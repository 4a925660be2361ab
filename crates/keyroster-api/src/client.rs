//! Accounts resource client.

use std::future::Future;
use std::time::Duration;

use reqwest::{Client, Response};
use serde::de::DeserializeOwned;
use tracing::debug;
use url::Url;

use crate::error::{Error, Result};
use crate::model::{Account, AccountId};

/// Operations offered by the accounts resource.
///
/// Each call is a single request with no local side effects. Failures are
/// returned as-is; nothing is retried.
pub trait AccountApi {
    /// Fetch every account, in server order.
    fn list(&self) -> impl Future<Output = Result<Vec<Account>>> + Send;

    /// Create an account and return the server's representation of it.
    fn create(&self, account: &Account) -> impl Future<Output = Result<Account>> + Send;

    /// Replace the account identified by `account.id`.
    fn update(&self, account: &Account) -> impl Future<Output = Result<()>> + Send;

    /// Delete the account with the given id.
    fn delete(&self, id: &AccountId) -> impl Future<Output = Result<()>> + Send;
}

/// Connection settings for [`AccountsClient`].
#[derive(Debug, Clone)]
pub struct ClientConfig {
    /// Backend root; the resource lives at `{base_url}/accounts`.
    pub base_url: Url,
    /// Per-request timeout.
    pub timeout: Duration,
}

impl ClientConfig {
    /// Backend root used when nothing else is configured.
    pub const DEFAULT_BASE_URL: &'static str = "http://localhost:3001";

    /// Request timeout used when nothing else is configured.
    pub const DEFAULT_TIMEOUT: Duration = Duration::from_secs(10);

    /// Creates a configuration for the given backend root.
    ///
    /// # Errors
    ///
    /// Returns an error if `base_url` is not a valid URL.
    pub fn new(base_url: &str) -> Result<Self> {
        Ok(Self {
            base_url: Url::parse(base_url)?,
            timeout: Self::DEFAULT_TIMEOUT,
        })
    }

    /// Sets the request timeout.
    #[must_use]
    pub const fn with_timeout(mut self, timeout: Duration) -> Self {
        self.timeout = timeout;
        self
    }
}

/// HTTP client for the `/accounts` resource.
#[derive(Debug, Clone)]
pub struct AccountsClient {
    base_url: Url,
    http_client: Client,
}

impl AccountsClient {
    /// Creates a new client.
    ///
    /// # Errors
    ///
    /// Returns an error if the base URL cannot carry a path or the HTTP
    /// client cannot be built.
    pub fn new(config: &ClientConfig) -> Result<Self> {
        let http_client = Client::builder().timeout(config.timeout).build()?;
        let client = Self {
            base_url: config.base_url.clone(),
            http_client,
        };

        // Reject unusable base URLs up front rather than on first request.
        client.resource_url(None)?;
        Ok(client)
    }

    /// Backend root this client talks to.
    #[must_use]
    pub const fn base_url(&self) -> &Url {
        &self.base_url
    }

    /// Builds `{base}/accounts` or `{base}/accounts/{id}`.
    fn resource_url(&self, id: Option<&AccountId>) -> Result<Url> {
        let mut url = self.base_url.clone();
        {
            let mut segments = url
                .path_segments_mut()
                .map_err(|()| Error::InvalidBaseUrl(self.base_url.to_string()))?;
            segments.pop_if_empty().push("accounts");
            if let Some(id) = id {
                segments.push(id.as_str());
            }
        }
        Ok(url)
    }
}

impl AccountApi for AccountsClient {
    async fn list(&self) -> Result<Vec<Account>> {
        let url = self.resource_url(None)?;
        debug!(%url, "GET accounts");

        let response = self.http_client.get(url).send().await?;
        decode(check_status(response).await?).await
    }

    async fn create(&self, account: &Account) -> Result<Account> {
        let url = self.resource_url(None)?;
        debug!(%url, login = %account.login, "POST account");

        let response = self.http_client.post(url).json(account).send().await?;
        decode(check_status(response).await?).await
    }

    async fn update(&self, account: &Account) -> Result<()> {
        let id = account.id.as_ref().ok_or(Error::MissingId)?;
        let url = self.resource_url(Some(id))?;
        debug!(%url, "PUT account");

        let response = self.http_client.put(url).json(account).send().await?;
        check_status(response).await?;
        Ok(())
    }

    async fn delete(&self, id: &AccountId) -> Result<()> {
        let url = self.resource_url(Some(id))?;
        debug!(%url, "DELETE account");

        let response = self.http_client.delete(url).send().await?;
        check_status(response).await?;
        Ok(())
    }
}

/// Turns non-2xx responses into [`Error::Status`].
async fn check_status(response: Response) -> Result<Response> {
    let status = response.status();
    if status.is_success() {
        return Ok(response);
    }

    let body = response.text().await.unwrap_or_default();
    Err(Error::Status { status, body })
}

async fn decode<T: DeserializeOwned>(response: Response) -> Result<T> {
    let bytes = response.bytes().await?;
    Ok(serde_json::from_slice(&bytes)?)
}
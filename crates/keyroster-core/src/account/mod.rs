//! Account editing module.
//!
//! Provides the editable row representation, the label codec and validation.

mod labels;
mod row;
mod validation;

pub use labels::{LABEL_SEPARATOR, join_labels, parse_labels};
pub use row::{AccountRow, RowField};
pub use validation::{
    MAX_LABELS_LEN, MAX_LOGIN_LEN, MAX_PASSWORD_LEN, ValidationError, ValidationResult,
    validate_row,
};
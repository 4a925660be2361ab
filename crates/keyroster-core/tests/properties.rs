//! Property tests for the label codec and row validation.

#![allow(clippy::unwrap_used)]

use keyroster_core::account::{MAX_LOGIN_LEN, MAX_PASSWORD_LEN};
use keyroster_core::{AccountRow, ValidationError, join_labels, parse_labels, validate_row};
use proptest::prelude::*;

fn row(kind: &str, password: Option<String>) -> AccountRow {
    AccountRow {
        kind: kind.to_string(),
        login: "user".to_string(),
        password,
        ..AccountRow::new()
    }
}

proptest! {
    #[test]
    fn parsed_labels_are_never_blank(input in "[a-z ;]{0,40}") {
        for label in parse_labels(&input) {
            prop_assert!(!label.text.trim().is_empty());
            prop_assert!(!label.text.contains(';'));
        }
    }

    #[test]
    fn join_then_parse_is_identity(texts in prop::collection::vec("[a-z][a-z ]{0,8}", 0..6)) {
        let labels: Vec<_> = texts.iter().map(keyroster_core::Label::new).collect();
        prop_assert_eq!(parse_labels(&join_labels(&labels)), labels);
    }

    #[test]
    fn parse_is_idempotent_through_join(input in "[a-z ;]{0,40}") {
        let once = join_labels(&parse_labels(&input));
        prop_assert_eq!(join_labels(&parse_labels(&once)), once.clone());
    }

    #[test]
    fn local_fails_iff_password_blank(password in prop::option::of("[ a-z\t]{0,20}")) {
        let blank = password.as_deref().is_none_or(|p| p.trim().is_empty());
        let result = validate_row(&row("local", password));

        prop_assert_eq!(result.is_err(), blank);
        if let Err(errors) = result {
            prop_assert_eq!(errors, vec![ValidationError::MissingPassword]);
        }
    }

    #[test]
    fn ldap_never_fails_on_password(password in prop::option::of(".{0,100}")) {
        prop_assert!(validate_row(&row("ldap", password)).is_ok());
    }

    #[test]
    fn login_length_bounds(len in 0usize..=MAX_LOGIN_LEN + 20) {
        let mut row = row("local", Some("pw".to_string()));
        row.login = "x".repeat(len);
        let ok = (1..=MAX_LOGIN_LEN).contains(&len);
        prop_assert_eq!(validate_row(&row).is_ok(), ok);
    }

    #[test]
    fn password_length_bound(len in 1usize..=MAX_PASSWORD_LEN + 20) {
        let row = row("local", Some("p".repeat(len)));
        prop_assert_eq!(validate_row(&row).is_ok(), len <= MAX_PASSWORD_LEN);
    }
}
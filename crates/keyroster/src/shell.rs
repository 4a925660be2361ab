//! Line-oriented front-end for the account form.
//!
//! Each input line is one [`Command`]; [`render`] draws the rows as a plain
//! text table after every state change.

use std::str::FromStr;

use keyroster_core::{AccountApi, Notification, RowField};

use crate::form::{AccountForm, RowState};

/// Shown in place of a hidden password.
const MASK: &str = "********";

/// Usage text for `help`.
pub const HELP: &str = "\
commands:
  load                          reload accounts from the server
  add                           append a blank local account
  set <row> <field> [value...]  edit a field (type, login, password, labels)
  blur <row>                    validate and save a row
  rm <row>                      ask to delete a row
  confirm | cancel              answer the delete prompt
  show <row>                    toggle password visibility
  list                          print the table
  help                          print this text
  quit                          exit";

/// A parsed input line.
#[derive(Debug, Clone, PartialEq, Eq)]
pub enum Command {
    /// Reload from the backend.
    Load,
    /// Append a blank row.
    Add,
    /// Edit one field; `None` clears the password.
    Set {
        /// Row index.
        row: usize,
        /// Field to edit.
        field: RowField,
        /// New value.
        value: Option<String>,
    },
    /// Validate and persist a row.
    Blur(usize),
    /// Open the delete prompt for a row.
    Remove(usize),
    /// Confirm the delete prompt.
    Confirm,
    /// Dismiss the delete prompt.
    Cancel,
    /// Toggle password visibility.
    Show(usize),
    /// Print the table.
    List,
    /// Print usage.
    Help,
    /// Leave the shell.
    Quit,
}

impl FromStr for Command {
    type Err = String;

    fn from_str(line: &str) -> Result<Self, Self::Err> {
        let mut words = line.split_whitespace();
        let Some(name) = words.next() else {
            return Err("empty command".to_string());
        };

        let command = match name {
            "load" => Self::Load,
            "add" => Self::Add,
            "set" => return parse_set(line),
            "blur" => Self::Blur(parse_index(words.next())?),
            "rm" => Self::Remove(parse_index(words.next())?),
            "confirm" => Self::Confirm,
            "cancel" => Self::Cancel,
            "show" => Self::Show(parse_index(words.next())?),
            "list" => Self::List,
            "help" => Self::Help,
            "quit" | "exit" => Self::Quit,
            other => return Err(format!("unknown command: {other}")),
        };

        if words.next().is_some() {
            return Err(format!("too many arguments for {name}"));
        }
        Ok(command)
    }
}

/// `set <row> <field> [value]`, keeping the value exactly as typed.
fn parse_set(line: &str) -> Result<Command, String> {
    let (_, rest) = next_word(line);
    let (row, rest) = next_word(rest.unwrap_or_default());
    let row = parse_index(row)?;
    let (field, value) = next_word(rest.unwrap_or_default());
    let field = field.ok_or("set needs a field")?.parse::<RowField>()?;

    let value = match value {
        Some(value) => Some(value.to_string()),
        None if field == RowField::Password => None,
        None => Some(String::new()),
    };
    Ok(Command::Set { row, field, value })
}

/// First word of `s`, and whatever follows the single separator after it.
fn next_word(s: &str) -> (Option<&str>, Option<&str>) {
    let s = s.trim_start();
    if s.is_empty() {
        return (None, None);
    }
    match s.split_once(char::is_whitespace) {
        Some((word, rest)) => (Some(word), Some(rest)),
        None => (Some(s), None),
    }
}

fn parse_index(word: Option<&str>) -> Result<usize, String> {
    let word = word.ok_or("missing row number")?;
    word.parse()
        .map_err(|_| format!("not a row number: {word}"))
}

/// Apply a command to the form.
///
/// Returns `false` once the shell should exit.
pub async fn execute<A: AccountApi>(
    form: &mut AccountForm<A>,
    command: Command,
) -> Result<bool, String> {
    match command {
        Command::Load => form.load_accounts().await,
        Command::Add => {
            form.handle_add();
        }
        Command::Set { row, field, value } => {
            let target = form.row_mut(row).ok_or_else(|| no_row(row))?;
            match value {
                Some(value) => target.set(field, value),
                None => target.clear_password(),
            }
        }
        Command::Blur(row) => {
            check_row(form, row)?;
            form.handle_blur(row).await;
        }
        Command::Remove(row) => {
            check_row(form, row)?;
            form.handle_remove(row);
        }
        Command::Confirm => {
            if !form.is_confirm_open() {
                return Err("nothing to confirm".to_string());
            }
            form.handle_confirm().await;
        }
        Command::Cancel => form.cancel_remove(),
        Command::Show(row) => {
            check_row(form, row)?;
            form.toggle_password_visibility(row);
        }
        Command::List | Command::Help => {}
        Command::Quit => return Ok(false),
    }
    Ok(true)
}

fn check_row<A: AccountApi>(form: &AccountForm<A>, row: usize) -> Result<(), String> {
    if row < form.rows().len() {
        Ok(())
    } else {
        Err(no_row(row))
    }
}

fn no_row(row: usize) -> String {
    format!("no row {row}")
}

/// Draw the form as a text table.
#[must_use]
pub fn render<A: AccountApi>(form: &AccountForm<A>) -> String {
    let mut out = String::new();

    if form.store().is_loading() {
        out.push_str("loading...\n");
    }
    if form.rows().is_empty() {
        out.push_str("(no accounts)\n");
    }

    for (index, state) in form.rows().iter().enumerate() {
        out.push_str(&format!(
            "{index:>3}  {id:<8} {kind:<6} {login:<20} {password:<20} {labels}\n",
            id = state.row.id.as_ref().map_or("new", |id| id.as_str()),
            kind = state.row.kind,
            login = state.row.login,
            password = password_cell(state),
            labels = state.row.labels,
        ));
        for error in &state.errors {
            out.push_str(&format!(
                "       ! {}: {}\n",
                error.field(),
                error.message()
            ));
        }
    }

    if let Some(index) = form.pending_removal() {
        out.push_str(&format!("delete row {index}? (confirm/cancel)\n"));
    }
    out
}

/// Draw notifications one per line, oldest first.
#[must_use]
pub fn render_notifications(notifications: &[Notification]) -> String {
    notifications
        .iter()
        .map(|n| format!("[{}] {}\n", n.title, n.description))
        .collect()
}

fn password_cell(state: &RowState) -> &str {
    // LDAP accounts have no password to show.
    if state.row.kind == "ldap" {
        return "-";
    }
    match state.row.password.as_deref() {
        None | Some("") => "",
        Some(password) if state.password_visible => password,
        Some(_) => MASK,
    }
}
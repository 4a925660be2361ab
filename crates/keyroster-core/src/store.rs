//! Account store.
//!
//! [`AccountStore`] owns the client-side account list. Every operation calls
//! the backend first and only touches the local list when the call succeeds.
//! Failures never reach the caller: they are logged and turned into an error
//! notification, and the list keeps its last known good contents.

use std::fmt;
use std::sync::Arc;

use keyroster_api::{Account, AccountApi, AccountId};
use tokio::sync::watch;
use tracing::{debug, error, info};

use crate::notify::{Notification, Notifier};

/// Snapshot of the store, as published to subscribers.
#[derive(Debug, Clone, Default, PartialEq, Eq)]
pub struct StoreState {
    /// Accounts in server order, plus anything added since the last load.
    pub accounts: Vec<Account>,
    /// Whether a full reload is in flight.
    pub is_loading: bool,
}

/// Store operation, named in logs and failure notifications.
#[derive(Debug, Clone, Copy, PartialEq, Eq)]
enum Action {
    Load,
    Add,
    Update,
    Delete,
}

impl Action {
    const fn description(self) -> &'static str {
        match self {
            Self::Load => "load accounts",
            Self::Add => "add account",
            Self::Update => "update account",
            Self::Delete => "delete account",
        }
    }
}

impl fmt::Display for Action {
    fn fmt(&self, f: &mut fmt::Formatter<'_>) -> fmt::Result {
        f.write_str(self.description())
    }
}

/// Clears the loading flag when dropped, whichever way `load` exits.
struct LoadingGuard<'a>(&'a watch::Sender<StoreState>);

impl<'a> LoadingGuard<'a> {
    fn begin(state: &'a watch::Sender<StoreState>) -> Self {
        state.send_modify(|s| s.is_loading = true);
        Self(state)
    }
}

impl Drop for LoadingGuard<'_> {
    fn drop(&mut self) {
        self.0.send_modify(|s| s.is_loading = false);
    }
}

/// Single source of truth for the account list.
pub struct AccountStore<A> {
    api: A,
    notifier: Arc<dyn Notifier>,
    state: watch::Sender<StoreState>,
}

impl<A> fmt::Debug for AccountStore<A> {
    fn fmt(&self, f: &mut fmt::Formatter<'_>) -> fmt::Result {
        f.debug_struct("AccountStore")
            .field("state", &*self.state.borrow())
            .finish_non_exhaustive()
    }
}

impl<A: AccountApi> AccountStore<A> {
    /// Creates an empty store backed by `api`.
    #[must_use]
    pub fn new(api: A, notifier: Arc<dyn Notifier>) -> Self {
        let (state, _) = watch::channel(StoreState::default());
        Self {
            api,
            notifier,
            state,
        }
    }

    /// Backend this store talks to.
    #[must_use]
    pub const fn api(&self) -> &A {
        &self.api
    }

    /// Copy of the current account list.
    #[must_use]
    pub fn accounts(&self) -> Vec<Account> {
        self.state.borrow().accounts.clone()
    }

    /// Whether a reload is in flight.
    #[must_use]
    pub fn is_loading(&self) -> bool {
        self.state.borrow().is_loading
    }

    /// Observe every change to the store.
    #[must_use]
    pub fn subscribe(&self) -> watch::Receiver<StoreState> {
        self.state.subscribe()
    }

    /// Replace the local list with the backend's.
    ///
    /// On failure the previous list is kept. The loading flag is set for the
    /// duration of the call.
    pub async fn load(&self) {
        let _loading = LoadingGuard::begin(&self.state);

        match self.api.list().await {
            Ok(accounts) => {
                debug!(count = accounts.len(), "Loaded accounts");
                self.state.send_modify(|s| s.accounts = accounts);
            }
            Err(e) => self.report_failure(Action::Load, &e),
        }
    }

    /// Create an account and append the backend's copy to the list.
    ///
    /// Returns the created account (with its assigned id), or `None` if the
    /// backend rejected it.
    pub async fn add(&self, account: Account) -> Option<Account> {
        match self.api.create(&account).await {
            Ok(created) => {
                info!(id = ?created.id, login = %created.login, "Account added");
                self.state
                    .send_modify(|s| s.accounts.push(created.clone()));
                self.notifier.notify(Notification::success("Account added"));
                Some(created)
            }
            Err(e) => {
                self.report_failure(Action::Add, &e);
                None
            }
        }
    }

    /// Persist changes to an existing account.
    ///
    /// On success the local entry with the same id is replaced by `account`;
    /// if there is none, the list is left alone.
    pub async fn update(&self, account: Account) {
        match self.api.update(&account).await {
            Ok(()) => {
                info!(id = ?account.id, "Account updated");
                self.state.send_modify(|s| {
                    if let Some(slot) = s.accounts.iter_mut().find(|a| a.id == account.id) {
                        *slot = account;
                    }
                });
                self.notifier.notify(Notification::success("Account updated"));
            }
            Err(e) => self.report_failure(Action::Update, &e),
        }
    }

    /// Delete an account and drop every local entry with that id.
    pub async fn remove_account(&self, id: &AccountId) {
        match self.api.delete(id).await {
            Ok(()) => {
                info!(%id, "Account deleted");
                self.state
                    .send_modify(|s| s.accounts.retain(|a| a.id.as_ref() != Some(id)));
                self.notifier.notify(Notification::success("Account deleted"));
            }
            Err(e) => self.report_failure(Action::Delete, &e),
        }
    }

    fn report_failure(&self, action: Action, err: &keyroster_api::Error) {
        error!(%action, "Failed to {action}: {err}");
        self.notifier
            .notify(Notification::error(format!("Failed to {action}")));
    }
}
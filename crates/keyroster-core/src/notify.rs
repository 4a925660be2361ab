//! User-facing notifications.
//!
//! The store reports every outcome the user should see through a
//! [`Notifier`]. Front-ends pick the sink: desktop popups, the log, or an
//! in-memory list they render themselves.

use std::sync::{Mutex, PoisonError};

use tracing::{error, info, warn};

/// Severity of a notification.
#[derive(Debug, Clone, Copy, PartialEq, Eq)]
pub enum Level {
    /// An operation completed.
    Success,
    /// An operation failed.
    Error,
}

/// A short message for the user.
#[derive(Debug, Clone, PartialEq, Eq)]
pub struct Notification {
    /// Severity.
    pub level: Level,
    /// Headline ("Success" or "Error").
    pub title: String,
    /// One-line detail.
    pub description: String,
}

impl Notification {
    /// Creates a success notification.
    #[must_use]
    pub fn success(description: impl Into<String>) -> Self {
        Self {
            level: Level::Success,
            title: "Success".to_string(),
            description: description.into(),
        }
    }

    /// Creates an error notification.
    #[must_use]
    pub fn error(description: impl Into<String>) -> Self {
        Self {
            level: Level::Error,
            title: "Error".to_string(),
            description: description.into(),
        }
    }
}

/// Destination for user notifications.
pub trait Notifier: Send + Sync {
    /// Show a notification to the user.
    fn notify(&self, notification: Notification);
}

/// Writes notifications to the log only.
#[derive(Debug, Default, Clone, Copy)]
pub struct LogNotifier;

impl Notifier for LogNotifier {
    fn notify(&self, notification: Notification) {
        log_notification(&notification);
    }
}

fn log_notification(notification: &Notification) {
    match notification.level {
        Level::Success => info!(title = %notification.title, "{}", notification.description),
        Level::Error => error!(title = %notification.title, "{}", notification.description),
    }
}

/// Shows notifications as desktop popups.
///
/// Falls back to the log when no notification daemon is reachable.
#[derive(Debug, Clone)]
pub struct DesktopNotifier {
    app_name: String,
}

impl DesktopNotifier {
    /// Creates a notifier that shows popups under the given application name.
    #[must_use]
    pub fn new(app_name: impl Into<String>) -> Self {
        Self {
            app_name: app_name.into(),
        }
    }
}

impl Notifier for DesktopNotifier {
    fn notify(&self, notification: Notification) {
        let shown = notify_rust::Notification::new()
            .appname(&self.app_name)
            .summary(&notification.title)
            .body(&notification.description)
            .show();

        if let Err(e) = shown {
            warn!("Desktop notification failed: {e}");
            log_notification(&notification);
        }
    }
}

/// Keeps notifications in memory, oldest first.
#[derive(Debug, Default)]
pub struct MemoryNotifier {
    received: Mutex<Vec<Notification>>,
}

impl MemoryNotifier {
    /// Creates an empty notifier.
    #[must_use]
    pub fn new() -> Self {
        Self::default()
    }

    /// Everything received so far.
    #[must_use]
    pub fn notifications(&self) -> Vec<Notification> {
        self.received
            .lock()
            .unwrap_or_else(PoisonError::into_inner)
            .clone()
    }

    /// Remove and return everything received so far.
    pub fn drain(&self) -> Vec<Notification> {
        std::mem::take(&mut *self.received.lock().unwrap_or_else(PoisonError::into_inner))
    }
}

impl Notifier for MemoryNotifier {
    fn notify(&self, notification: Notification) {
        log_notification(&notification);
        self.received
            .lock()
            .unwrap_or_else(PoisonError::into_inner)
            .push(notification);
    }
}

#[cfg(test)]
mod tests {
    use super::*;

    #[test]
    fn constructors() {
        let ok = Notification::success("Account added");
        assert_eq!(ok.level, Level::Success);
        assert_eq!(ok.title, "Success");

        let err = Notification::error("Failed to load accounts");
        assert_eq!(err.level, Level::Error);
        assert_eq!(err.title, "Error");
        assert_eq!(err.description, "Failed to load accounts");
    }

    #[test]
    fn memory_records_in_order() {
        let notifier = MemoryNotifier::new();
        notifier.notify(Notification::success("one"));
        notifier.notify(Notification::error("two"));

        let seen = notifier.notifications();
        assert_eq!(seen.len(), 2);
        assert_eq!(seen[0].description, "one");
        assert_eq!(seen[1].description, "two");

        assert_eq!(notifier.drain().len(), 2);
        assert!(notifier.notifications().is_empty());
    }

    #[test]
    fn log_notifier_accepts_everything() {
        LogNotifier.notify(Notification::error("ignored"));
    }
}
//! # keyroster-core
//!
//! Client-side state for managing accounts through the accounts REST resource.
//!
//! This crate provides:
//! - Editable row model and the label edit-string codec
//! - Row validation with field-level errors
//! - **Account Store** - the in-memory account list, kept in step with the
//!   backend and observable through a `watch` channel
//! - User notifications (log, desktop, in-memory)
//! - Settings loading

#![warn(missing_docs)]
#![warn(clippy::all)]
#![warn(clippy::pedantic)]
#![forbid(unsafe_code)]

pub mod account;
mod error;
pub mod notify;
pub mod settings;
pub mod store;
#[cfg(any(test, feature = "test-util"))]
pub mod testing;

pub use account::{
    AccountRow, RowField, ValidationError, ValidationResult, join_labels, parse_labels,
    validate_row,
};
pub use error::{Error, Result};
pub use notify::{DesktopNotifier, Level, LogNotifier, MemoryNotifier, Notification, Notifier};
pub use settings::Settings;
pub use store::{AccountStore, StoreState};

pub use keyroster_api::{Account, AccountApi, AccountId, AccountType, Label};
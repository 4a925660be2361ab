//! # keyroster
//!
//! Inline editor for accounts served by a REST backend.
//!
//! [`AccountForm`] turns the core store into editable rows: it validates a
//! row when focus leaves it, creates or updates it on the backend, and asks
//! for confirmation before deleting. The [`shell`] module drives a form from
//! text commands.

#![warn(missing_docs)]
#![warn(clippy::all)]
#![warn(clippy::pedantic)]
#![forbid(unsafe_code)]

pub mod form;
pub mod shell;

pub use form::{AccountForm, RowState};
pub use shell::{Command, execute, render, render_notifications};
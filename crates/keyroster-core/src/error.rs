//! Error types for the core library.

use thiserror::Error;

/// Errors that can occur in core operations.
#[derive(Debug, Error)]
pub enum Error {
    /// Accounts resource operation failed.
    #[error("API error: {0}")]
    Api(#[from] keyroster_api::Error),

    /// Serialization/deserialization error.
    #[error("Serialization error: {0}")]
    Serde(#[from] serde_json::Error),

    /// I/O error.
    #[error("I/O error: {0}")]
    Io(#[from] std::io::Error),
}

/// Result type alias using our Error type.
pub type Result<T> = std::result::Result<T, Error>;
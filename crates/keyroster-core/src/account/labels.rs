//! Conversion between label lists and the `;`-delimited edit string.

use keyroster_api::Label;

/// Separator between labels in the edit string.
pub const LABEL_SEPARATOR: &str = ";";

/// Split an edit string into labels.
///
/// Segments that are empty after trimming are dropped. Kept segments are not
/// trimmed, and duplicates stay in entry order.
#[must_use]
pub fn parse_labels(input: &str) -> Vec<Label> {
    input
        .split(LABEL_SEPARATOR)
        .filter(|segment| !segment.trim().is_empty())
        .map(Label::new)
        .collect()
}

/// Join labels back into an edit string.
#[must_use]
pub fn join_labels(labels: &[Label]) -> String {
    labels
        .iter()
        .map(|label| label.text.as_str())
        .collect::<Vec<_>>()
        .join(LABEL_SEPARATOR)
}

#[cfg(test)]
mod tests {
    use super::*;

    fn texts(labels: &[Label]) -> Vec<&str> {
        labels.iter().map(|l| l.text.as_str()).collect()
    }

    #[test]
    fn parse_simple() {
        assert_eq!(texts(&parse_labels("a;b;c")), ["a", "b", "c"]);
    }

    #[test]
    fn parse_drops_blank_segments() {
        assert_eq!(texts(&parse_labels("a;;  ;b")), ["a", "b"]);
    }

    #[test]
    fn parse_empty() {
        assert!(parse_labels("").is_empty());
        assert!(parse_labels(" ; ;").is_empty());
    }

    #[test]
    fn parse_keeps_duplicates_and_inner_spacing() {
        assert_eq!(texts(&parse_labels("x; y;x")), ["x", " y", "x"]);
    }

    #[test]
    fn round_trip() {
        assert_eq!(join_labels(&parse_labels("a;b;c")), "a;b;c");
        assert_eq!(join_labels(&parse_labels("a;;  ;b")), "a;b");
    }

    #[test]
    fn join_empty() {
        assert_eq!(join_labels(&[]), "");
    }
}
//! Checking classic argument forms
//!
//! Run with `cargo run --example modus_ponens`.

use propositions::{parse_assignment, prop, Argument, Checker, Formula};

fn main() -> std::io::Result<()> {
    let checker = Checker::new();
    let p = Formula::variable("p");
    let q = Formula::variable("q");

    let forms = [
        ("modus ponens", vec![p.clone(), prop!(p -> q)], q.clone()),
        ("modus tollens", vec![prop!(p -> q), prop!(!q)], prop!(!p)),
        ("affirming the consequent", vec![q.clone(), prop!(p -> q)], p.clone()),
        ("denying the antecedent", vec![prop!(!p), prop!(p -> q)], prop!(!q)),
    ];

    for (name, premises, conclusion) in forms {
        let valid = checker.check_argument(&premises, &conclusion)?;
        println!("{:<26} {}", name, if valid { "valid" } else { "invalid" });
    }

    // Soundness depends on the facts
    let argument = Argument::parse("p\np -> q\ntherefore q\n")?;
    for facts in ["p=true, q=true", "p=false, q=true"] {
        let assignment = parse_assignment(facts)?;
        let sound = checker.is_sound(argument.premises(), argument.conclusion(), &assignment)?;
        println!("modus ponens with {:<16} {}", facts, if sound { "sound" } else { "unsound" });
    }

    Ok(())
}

□ □ □

Task prompt:
Write out the listing's lines exactly, from its first line through the line that contains "Replace the account", and stop there.

Task output:
repository 4a925660be2361ab
filename crates/keyroster-api/src/client.rs
//! Accounts resource client.

use std::future::Future;
use std::time::Duration;

use reqwest::{Client, Response};
use serde::de::DeserializeOwned;
use tracing::debug;
use url::Url;

use crate::error::{Error, Result};
use crate::model::{Account, AccountId};

/// Operations offered by the accounts resource.
///
/// Each call is a single request with no local side effects. Failures are
/// returned as-is; nothing is retried.
pub trait AccountApi {
    /// Fetch every account, in server order.
    fn list(&self) -> impl Future<Output = Result<Vec<Account>>> + Send;

    /// Create an account and return the server's representation of it.
    fn create(&self, account: &Account) -> impl Future<Output = Result<Account>> + Send;

    /// Replace the account identified by `account.id`.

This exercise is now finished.